いくつかの解説サイトや、僕が何度か足を運んだ研修会などで言われているものを
大雑把に分類すると、以下のようになります。

「良い絵本」

わかりやすく正確な絵がある
聞きやすい文章で書かれている
絵と文章のバランスがとれている
繰り返し読むことができる

などなど、色々な表現ではありますが、大体こんなところです。
一方の悪い絵本については、まぁ、この逆を考えれば良いと思うのですが、
それ以外にも

「悪い絵本」

結末が曖昧
付録付きの絵本

などなど、様々なご意見があります。
では、ここでの言われる絵本とはどういったものを指すのでしょうか?

ここで気にしなければいけないのは「良い絵本」「悪い絵本」を判断しているのは誰か?ということです。
絵本の評価をしているのは、私たち大人です。
そして、大人が子どもに対して絵本を手渡そうとするときの判断として「良い絵本」「悪い絵本」という判断をしているのです。

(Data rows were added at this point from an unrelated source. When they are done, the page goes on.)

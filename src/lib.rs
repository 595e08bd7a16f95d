//! Classifieds Sync Server
//!
//! Backend for a classified-ads app whose clients edit listings offline on
//! several devices and reconcile with the server copy through a batch sync
//! endpoint using last-write-wins merging.

pub mod app;
pub mod auth;
pub mod clock;
pub mod config;
pub mod db;
pub mod error;
pub mod listings;
pub mod rate_limit;
pub mod routes;
pub mod state;
pub mod sync;

pub use app::build_router;
pub use config::Config;
pub use state::AppState;
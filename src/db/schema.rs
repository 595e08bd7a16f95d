//! Database schema initialization

use sqlx::SqlitePool;

use crate::error::Result;

/// Initialize the database schema
pub async fn initialize_schema(pool: &SqlitePool) -> Result<()> {
    sqlx::query(SCHEMA_SQL).execute(pool).await?;

    Ok(())
}

const SCHEMA_SQL: &str = r#"
-- Listings, keyed by owner and client-chosen id
CREATE TABLE IF NOT EXISTS listings (
    owner_id TEXT NOT NULL,
    id TEXT NOT NULL,
    title TEXT NOT NULL,
    description TEXT NOT NULL,
    price TEXT NOT NULL,
    category TEXT NOT NULL,
    contact TEXT NOT NULL,
    -- JSON array of image URLs
    images_json TEXT NOT NULL DEFAULT '[]',
    device_id TEXT NOT NULL,
    -- RFC 3339 UTC, millisecond precision; text order is time order
    created_at TEXT NOT NULL,
    updated_at TEXT NOT NULL,
    is_deleted INTEGER NOT NULL DEFAULT 0,

    PRIMARY KEY (owner_id, id)
);

CREATE INDEX IF NOT EXISTS idx_listings_owner_created ON listings(owner_id, created_at DESC);
CREATE INDEX IF NOT EXISTS idx_listings_owner_updated ON listings(owner_id, updated_at DESC);
CREATE INDEX IF NOT EXISTS idx_listings_device_updated ON listings(device_id, updated_at DESC);
CREATE INDEX IF NOT EXISTS idx_listings_category ON listings(category, created_at DESC);

-- Devices that have written on behalf of a user
CREATE TABLE IF NOT EXISTS devices (
    device_id TEXT PRIMARY KEY,
    user_id TEXT NOT NULL,
    device_name TEXT NOT NULL DEFAULT 'Dispositivo Móvel',
    platform TEXT NOT NULL DEFAULT 'android',
    last_sync TEXT NOT NULL,
    is_active INTEGER NOT NULL DEFAULT 1,
    created_at TEXT NOT NULL,
    updated_at TEXT NOT NULL
);

CREATE INDEX IF NOT EXISTS idx_devices_user_last_sync ON devices(user_id, last_sync DESC);
"#;
//! Batch reconciliation
//!
//! Every entry of a client batch is merged independently against the
//! owner's stored copy; a failing entry never aborts the rest of the batch.

use std::sync::Arc;

use chrono::{DateTime, Utc};
use serde_json::Value;
use tracing::{debug, warn};

use super::conflict::{resolve, MergeDecision};
use super::types::{RecordOutcome, SyncCandidate, SyncResult};
use crate::clock::Clock;
use crate::listings::{normalize_id, Listing, ListingStore, StoreError};

pub struct SyncEngine {
    store: Arc<dyn ListingStore>,
    clock: Arc<dyn Clock>,
}

impl SyncEngine {
    pub fn new(store: Arc<dyn ListingStore>, clock: Arc<dyn Clock>) -> Self {
        Self { store, clock }
    }

    /// Merge `batch` into the owner's listings, then collect what changed
    /// after `watermark`
    ///
    /// Only an unreachable store fails the whole call. Every other problem is
    /// reported as a `Failed` outcome for the entry that caused it.
    pub async fn reconcile(
        &self,
        owner_id: &str,
        device_id: &str,
        batch: &[Value],
        watermark: Option<DateTime<Utc>>,
    ) -> Result<SyncResult, StoreError> {
        let mut outcomes = Vec::with_capacity(batch.len());

        for raw in batch {
            let outcome = match self.merge_one(owner_id, device_id, raw).await {
                Ok(outcome) => outcome,
                Err(MergeFailure::Fatal(err)) => return Err(err),
                Err(MergeFailure::Record(error)) => {
                    let id = raw_id(raw);
                    warn!(owner = owner_id, id = ?id, %error, "Sync entry failed");
                    RecordOutcome::Failed { id, error }
                }
            };
            outcomes.push(outcome);
        }

        let server_changes = match watermark {
            Some(watermark) => self.store.changed_since(owner_id, watermark).await?,
            None => Vec::new(),
        };

        let result = SyncResult {
            outcomes,
            server_changes,
            sync_time: self.clock.now(),
        };
        debug!(
            owner = owner_id,
            device = device_id,
            created = result.created(),
            updated = result.updated(),
            changes = result.server_changes.len(),
            "Sync reconciled"
        );
        Ok(result)
    }

    async fn merge_one(
        &self,
        owner_id: &str,
        device_id: &str,
        raw: &Value,
    ) -> Result<RecordOutcome, MergeFailure> {
        let candidate: SyncCandidate = serde_json::from_value(raw.clone())
            .map_err(|e| MergeFailure::Record(format!("Malformed advertisement: {e}")))?;

        let id = normalize_id(&candidate.id)
            .ok_or_else(|| MergeFailure::Record("Advertisement id is required".to_string()))?;

        match self.store.find(owner_id, &id).await? {
            None => {
                let now = self.clock.now();
                let content = candidate.fields.clone().into_content()?;
                let created_at = candidate.created_at.unwrap_or(now);
                let updated_at = candidate.declared_modified().unwrap_or(now);

                let mut listing =
                    Listing::new(id.clone(), owner_id, device_id, content, created_at, updated_at);
                listing.is_deleted = candidate.is_deleted.unwrap_or(false);

                self.store.insert(&listing).await?;
                Ok(RecordOutcome::Created { id })
            }
            Some(mut existing) => {
                match resolve(candidate.declared_modified(), existing.updated_at) {
                    MergeDecision::KeepServer => Ok(RecordOutcome::Skipped { id }),
                    MergeDecision::TakeClient => {
                        let content = candidate.fields.clone().apply_to(existing.content())?;
                        existing.set_content(content);
                        existing.device_id = device_id.to_string();
                        existing.is_deleted = candidate.is_deleted.unwrap_or(existing.is_deleted);
                        existing.updated_at = self.clock.now();

                        if !self.store.replace(&existing).await? {
                            return Err(MergeFailure::Record(
                                "Advertisement vanished during sync".to_string(),
                            ));
                        }
                        Ok(RecordOutcome::Updated { id })
                    }
                }
            }
        }
    }
}

/// Why a single entry could not be merged
enum MergeFailure {
    /// Aborts the whole call
    Fatal(StoreError),
    /// Recorded against the entry only
    Record(String),
}

impl From<StoreError> for MergeFailure {
    fn from(err: StoreError) -> Self {
        match err {
            err if err.is_unavailable() => MergeFailure::Fatal(err),
            StoreError::Duplicate => {
                MergeFailure::Record("Advertisement already exists".to_string())
            }
            other => MergeFailure::Record(other.to_string()),
        }
    }
}

impl From<crate::listings::ValidationError> for MergeFailure {
    fn from(err: crate::listings::ValidationError) -> Self {
        MergeFailure::Record(err.to_string())
    }
}

/// Best-effort id of an entry that could not be parsed
fn raw_id(raw: &Value) -> Option<String> {
    match raw.get("id")? {
        Value::String(s) => normalize_id(s),
        Value::Number(n) => Some(n.to_string()),
        _ => None,
    }
}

この、大人が絵本を評価しているというところが、今回の大きなポイントになります。
子ども達から見て、大人の絵本の評価が必ずしもマッチしていると言い切れるかというと
これには、疑問が残ります。
「大人がこの絵本はよろしくない」
と判断しても、子ども達の多くに受け入れられた事例はたくさんありますし、
今でも版を重ねていて、気がついたら「良い絵本」として評価されていた事例もあります。

モーリス・センダックの『かいじゅうたちのいるところ』などは、
その最たるものではないでしょうか。

子どもに絵本を手渡すとき少なからず、大人の側は、
子ども達に「良い子」に育って欲しいという欲というフィルタを通しています。

このフィルタが絵本を「良い」「悪い」の価値判断をさせているのではないかと僕は考えています。
そして、この価値判断の基準は、年を経て変わっていきます。

子育てにおいて我が子を「良い子」に育てたいというのは、よくわかりますし、僕もそうでした。
でも、親の価値観で、与えるものを制限することは、必ずしもプラスには働かないのではないか、
それは、絵本に限らず、どんなものでも一緒です。

大人の世界は「清濁併せ吞む」がスタンダードなのに子どもに対しては「清いもの」としてあり続けるために制限する。
大人の大いなる矛盾が「良い絵本」と「悪い絵本」の評価の中に存在すると、僕は考えています。